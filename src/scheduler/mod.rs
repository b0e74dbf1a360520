pub mod tasks;

use std::time::Duration;

use anyhow::{Context, Result};
use futures::future::BoxFuture;
use tokio_cron_scheduler::{Job, JobScheduler};
use tracing::{debug, info};

/// Wrapper around tokio-cron-scheduler for background tasks
pub struct Scheduler {
    inner: JobScheduler,
}

impl Scheduler {
    /// Create a new scheduler
    pub async fn new() -> Result<Self> {
        let inner = JobScheduler::new()
            .await
            .context("Failed to create job scheduler")?;
        Ok(Self { inner })
    }

    /// Add a recurring cron job
    pub async fn add_cron_job<F>(&self, cron_expr: &str, name: &str, task: F) -> Result<()>
    where
        F: Fn() -> BoxFuture<'static, ()> + Send + Sync + 'static,
    {
        let job_name = name.to_string();
        let job = Job::new_async(cron_expr, move |_uuid, _lock| {
            let name = job_name.clone();
            let fut = task();
            Box::pin(async move {
                debug!("Running scheduled task: {}", name);
                fut.await;
            })
        })
        .with_context(|| format!("Failed to create cron job: {}", name))?;

        self.inner
            .add(job)
            .await
            .with_context(|| format!("Failed to add job: {}", name))?;

        info!("Scheduled task '{}' with cron: {}", name, cron_expr);
        Ok(())
    }

    /// Add a job that runs every `interval`, first firing one interval from now
    pub async fn add_interval_job<F>(&self, interval: Duration, name: &str, task: F) -> Result<()>
    where
        F: Fn() -> BoxFuture<'static, ()> + Send + Sync + 'static,
    {
        let job_name = name.to_string();
        let job = Job::new_repeated_async(interval, move |_uuid, _lock| {
            let name = job_name.clone();
            let fut = task();
            Box::pin(async move {
                debug!("Running scheduled task: {}", name);
                fut.await;
            })
        })
        .with_context(|| format!("Failed to create interval job: {}", name))?;

        self.inner
            .add(job)
            .await
            .with_context(|| format!("Failed to add job: {}", name))?;

        info!("Scheduled task '{}' every {:?}", name, interval);
        Ok(())
    }

    /// Start the scheduler
    pub async fn start(&self) -> Result<()> {
        self.inner
            .start()
            .await
            .context("Failed to start scheduler")?;
        info!("Scheduler started");
        Ok(())
    }

    /// Shutdown the scheduler
    pub async fn shutdown(&mut self) -> Result<()> {
        self.inner
            .shutdown()
            .await
            .context("Failed to shutdown scheduler")?;
        info!("Scheduler stopped");
        Ok(())
    }
}
//! RFC 4648 bit-chunked encodings (Base64, Base64-URL, Base32).
//!
//! All three share one engine: bytes are fed into a bit buffer and drained
//! `bits_per_char` bits at a time. Padding groups are `lcm(bits, 8) / bits`
//! characters wide (4 for Base64, 8 for Base32).

use num_integer::lcm;

pub use super::errors::DecodeError;

const INVALID: u8 = 0xFF;

/// A power-of-two alphabet with its reverse lookup table.
#[derive(Debug)]
pub struct ChunkedAlphabet {
    chars: &'static [u8],
    bits_per_char: usize,
    padding: u8,
    emit_padding: bool,
    lookup: [u8; 256],
}

const fn build_lookup(chars: &[u8]) -> [u8; 256] {
    let mut table = [INVALID; 256];
    let mut i = 0;
    while i < chars.len() {
        table[chars[i] as usize] = i as u8;
        i += 1;
    }
    table
}

impl ChunkedAlphabet {
    /// `chars.len()` must be a power of two no larger than 64.
    pub const fn new(chars: &'static [u8], padding: u8, emit_padding: bool) -> Self {
        Self {
            chars,
            bits_per_char: chars.len().trailing_zeros() as usize,
            padding,
            emit_padding,
            lookup: build_lookup(chars),
        }
    }

    pub fn base(&self) -> usize {
        self.chars.len()
    }

    pub fn bits_per_char(&self) -> usize {
        self.bits_per_char
    }

    /// Number of characters in one padded group.
    pub fn group_size(&self) -> usize {
        lcm(self.bits_per_char, 8) / self.bits_per_char
    }

    fn decode_char(&self, c: char) -> Option<u32> {
        if !c.is_ascii() {
            return None;
        }
        match self.lookup[c as usize] {
            INVALID => None,
            digit => Some(digit as u32),
        }
    }

    fn valid_chars(&self) -> String {
        self.chars.iter().map(|&b| b as char).collect()
    }
}

pub static BASE64: ChunkedAlphabet = ChunkedAlphabet::new(
    b"ABCDEFGHIJKLMNOPQRSTUVWXYZabcdefghijklmnopqrstuvwxyz0123456789+/",
    b'=',
    true,
);

pub static BASE64_URL: ChunkedAlphabet = ChunkedAlphabet::new(
    b"ABCDEFGHIJKLMNOPQRSTUVWXYZabcdefghijklmnopqrstuvwxyz0123456789-_",
    b'=',
    false,
);

pub static BASE32: ChunkedAlphabet =
    ChunkedAlphabet::new(b"ABCDEFGHIJKLMNOPQRSTUVWXYZ234567", b'=', true);

pub fn encode_chunked(data: &[u8], alphabet: &ChunkedAlphabet) -> String {
    let bits_per_char = alphabet.bits_per_char;
    let mask = (1u32 << bits_per_char) - 1;

    let output_chars = (data.len() * 8).div_ceil(bits_per_char);
    let group_size = alphabet.group_size();
    let mut result = String::with_capacity(output_chars.div_ceil(group_size) * group_size);

    let mut bit_buffer = 0u32;
    let mut bits_in_buffer = 0usize;

    for &byte in data {
        bit_buffer = (bit_buffer << 8) | (byte as u32);
        bits_in_buffer += 8;

        while bits_in_buffer >= bits_per_char {
            bits_in_buffer -= bits_per_char;
            let index = ((bit_buffer >> bits_in_buffer) & mask) as usize;
            result.push(alphabet.chars[index] as char);
        }
    }

    // Flush remaining bits, zero-filled on the right
    if bits_in_buffer > 0 {
        let index = ((bit_buffer << (bits_per_char - bits_in_buffer)) & mask) as usize;
        result.push(alphabet.chars[index] as char);
    }

    if alphabet.emit_padding {
        let padded_chars = result.len().div_ceil(group_size) * group_size;
        while result.len() < padded_chars {
            result.push(alphabet.padding as char);
        }
    }

    result
}

pub fn decode_chunked(encoded: &str, alphabet: &ChunkedAlphabet) -> Result<Vec<u8>, DecodeError> {
    if encoded.is_empty() {
        return Ok(Vec::new());
    }

    let pad = alphabet.padding as char;
    let data_part = encoded.trim_end_matches(pad);
    // Padding is ASCII, so the byte difference is the character count
    let pad_count = encoded.len() - data_part.len();

    let mut digits = Vec::with_capacity(data_part.len());
    for (position, c) in data_part.chars().enumerate() {
        if c == pad {
            return Err(DecodeError::InvalidPadding);
        }
        let digit = alphabet.decode_char(c).ok_or_else(|| {
            DecodeError::invalid_character(c, position, encoded, &alphabet.valid_chars())
        })?;
        digits.push(digit);
    }

    let bits_per_char = alphabet.bits_per_char;
    let group_size = alphabet.group_size();
    let remainder = digits.len() % group_size;

    // A trailing partial group must carry at least one whole byte
    if (remainder * bits_per_char) % 8 >= bits_per_char {
        return Err(DecodeError::invalid_length(
            digits.len(),
            format!("a valid base{} length", alphabet.base()),
            "the final group is truncated; check for missing characters",
        ));
    }

    if pad_count > 0 || alphabet.emit_padding {
        let expected_pad = (group_size - remainder) % group_size;
        if pad_count != expected_pad {
            return Err(DecodeError::InvalidPadding);
        }
    }

    let mut result = Vec::with_capacity(digits.len() * bits_per_char / 8);
    let mut bit_buffer = 0u32;
    let mut bits_in_buffer = 0usize;

    for digit in digits {
        bit_buffer = (bit_buffer << bits_per_char) | digit;
        bits_in_buffer += bits_per_char;

        if bits_in_buffer >= 8 {
            bits_in_buffer -= 8;
            result.push(((bit_buffer >> bits_in_buffer) & 0xFF) as u8);
        }
    }

    Ok(result)
}

pub fn encode_base64(text: &str) -> String {
    encode_chunked(text.as_bytes(), &BASE64)
}

pub fn decode_base64(text: &str) -> Result<String, DecodeError> {
    Ok(String::from_utf8(decode_chunked(text, &BASE64)?)?)
}

pub fn encode_base64_url(text: &str) -> String {
    encode_chunked(text.as_bytes(), &BASE64_URL)
}

pub fn decode_base64_url(text: &str) -> Result<String, DecodeError> {
    Ok(String::from_utf8(decode_chunked(text, &BASE64_URL)?)?)
}

pub fn encode_base32(text: &str) -> String {
    encode_chunked(text.as_bytes(), &BASE32)
}

pub fn decode_base32(text: &str) -> Result<String, DecodeError> {
    Ok(String::from_utf8(decode_chunked(text, &BASE32)?)?)
}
###
--- INSTRUCTIONS TO FOLLOW ---
Each line carrying the string "encoded" should be copied out from the entries.

--- ANSWER SPACE ---
pub fn decode_chunked(encoded: &str, alphabet: &ChunkedAlphabet) -> Result<Vec<u8>, DecodeError> {
    if encoded.is_empty() {
    let data_part = encoded.trim_end_matches(pad);
    let pad_count = encoded.len() - data_part.len();
            DecodeError::invalid_character(c, position, encoded, &alphabet.valid_chars())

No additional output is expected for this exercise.